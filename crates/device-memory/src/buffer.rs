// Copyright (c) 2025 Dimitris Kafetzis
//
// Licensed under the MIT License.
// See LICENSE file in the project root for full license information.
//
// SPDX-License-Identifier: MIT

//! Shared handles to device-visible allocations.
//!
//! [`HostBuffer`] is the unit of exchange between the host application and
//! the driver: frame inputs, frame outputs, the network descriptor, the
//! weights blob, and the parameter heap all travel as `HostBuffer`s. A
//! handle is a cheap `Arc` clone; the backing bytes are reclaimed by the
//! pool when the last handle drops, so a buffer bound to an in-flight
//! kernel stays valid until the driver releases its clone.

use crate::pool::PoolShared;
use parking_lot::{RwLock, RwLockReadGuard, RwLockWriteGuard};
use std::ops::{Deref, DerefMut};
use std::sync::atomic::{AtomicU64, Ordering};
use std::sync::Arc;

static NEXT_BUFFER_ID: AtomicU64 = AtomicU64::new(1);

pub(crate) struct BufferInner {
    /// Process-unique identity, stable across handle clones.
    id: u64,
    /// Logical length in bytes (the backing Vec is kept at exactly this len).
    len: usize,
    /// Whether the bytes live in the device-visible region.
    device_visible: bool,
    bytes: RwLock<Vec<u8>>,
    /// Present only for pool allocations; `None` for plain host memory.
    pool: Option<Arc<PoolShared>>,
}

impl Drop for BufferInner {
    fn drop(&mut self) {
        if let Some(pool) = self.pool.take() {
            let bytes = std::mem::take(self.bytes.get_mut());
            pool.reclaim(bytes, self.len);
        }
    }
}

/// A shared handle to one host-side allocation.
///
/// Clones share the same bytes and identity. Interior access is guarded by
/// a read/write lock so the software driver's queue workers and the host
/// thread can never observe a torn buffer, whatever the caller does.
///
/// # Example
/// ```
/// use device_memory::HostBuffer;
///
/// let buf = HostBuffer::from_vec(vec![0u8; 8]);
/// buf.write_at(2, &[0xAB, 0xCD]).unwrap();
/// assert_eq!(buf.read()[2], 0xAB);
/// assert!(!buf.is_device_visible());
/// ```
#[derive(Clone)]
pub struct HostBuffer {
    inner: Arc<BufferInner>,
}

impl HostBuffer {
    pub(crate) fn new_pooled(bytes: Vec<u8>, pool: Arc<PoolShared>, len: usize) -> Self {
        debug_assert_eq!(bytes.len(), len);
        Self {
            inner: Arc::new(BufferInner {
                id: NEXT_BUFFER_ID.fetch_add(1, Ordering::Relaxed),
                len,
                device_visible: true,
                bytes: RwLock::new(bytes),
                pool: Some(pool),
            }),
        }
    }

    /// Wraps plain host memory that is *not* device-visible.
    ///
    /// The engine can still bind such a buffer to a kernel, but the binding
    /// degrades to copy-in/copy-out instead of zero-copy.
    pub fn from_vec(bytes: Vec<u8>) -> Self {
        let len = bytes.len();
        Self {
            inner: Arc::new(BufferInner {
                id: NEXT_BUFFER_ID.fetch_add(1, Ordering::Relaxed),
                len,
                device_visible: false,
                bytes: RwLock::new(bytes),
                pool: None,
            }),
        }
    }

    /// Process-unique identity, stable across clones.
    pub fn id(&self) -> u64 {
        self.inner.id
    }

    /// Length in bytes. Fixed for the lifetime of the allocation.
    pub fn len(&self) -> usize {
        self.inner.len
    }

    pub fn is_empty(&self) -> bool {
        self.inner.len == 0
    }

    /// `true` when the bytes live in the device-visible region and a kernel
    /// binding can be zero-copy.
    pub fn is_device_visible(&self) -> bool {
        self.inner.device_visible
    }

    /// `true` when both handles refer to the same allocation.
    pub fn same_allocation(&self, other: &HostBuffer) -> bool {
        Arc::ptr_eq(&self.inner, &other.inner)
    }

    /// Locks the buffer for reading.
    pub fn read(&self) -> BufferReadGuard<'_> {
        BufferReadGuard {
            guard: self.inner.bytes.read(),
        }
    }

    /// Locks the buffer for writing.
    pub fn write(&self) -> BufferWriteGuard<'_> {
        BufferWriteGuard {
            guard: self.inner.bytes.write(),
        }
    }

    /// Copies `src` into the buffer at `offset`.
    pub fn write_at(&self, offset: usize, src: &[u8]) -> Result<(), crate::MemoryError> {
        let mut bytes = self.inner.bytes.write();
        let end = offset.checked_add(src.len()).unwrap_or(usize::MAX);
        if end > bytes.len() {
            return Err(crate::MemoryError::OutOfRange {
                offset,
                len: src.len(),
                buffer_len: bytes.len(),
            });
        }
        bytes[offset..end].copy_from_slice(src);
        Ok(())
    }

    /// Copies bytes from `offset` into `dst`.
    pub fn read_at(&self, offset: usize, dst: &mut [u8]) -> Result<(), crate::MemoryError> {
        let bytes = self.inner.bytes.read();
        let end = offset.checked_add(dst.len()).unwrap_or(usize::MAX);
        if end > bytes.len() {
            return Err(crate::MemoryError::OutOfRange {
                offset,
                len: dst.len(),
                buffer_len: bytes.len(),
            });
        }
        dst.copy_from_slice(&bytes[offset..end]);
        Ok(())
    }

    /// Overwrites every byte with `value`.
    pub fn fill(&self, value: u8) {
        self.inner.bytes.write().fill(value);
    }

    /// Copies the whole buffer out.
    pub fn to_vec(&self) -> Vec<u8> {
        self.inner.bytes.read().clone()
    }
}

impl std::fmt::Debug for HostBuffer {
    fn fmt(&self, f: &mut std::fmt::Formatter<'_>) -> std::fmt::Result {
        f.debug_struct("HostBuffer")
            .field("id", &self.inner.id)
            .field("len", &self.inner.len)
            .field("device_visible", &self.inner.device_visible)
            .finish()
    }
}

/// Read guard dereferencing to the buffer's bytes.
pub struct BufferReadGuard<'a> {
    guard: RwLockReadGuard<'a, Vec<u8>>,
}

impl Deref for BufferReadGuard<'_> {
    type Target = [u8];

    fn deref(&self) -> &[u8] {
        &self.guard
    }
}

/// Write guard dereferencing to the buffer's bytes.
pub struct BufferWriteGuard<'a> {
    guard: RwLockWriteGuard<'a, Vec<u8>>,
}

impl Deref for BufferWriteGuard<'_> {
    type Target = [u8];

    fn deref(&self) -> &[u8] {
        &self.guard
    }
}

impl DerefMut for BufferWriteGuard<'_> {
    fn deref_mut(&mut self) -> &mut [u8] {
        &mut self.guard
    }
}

• GOAL OF THE EXERCISE:
The lines to show are those in the data above that include "field".

• SOLUTION FOR THIS PROBLEM:
            .field("id", &self.inner.id)
            .field("len", &self.inner.len)
            .field("device_visible", &self.inner.device_visible)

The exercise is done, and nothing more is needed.